## REQUIRED WORK
Pull every line of the entries that has the word "pass".

## AVAILABLE DATA
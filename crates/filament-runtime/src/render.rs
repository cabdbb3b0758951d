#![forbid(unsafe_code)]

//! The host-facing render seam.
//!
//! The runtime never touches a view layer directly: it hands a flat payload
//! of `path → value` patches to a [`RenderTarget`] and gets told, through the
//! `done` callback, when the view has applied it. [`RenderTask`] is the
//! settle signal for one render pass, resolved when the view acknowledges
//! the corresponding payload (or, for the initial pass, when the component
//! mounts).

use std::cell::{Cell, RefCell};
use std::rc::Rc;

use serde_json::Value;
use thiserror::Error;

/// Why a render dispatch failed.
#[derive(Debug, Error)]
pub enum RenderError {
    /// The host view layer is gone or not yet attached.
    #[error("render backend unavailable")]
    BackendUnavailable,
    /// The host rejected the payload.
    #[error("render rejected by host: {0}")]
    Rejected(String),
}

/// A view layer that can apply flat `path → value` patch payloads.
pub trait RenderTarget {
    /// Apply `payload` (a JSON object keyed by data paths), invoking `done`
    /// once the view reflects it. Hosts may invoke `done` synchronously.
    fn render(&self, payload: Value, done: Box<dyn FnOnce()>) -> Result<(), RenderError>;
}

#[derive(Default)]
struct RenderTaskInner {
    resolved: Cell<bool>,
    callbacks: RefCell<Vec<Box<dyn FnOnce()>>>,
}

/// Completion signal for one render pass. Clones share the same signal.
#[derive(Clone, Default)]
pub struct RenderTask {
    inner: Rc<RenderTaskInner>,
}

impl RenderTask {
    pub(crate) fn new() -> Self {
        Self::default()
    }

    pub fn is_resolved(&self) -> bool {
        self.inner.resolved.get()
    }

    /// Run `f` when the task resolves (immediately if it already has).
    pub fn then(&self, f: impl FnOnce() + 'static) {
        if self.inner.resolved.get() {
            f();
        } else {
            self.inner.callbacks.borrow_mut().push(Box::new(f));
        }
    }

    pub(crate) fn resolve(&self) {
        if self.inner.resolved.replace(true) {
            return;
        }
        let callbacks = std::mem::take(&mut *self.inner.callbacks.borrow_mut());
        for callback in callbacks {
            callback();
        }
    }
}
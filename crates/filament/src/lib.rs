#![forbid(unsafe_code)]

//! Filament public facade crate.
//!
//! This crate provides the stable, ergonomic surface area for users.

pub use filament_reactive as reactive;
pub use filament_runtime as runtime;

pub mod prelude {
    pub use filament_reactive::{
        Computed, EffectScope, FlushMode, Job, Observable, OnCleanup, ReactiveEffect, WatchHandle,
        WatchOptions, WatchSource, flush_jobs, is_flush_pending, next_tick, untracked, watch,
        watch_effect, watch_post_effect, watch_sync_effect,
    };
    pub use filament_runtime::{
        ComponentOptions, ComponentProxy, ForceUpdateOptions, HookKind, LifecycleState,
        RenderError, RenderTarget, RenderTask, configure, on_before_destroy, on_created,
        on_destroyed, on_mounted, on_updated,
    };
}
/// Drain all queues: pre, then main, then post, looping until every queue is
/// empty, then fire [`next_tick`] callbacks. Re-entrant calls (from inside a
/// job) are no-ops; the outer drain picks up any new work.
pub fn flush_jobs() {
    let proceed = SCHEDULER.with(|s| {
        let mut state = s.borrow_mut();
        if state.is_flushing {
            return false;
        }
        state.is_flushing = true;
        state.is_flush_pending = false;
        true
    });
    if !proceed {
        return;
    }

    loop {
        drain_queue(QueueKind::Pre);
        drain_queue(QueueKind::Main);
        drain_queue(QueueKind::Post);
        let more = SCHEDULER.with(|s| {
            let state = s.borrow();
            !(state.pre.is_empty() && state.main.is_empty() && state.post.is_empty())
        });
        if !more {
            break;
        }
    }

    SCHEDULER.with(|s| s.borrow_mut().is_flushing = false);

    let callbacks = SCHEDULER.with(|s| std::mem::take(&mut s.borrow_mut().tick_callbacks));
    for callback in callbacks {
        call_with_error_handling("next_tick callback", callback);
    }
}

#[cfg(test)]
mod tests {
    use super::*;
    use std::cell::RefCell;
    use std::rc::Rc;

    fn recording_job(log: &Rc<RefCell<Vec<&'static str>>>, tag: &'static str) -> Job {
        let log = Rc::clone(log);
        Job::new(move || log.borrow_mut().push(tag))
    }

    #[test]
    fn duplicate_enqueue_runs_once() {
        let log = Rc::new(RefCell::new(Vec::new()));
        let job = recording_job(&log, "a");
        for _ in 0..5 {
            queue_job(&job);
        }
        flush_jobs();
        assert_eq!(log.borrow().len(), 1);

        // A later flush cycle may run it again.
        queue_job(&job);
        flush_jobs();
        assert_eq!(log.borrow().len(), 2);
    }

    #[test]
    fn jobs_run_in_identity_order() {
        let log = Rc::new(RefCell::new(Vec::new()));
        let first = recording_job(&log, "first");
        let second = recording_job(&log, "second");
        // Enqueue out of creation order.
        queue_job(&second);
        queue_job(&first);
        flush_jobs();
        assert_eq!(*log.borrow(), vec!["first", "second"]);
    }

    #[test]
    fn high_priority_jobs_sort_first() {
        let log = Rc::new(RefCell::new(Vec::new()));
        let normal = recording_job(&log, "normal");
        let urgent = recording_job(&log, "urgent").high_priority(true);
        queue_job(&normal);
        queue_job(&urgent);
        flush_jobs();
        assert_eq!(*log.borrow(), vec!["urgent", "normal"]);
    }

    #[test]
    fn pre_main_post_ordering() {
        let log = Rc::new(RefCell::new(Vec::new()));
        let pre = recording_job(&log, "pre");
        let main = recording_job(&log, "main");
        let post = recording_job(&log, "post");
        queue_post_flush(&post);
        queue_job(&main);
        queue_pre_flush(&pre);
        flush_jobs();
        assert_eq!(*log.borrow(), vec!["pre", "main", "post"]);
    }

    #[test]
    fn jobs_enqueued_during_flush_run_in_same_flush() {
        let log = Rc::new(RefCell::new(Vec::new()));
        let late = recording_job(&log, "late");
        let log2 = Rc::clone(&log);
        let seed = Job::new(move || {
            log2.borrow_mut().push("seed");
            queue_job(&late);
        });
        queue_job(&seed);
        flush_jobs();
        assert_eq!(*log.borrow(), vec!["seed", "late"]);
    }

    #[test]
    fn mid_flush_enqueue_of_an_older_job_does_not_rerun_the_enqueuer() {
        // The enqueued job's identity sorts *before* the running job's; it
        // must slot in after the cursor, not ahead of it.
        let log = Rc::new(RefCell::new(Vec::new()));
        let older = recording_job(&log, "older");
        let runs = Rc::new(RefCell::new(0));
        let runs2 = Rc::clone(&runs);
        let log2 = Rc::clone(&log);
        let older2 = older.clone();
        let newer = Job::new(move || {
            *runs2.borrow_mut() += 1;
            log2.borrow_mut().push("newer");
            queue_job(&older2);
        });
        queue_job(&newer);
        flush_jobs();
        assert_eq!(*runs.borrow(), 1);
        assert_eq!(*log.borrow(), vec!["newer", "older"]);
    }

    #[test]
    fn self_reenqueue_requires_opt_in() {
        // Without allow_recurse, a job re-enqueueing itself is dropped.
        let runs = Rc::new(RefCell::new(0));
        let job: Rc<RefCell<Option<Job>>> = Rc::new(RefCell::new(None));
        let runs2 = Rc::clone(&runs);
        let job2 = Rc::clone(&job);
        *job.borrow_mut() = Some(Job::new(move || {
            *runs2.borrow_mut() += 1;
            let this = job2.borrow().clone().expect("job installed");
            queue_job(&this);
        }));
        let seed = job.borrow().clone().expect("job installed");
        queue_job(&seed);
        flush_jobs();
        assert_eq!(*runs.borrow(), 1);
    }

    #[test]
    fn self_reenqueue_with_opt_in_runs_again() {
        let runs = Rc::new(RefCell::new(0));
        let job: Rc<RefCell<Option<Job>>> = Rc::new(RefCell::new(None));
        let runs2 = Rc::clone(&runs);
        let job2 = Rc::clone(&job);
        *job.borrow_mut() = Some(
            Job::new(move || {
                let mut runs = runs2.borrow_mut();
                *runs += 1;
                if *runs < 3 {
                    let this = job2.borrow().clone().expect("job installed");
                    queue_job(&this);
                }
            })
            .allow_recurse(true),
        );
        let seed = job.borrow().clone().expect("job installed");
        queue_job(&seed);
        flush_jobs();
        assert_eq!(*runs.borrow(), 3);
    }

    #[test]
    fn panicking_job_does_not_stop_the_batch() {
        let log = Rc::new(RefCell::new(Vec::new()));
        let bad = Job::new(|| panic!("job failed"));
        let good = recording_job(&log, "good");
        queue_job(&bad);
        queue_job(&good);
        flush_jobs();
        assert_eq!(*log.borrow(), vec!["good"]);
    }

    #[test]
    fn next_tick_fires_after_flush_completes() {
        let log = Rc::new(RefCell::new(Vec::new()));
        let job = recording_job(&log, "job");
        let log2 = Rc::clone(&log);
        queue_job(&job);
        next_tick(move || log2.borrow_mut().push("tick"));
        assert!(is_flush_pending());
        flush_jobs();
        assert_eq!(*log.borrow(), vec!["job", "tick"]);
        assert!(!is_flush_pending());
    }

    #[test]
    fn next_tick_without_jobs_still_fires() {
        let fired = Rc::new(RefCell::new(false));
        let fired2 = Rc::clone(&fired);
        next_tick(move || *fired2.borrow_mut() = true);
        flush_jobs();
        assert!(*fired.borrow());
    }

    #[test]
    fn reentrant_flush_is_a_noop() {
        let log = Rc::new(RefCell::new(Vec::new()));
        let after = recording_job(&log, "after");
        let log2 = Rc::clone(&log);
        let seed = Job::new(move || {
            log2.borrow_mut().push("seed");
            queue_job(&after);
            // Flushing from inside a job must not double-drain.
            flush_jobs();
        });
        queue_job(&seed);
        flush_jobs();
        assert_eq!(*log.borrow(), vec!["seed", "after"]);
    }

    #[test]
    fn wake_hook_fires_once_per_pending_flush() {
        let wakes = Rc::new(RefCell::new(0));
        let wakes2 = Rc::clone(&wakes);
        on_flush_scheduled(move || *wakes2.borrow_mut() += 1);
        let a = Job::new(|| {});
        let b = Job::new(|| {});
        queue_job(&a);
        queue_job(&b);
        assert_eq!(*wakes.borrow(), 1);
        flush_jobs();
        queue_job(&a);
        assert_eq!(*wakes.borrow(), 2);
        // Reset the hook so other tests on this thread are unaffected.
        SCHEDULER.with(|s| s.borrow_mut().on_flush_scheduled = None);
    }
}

## EXERCISE RESPONSE
//! settle signal for one render pass, resolved when the view acknowledges
//! the corresponding payload (or, for the initial pass, when the component
/// Completion signal for one render pass. Clones share the same signal.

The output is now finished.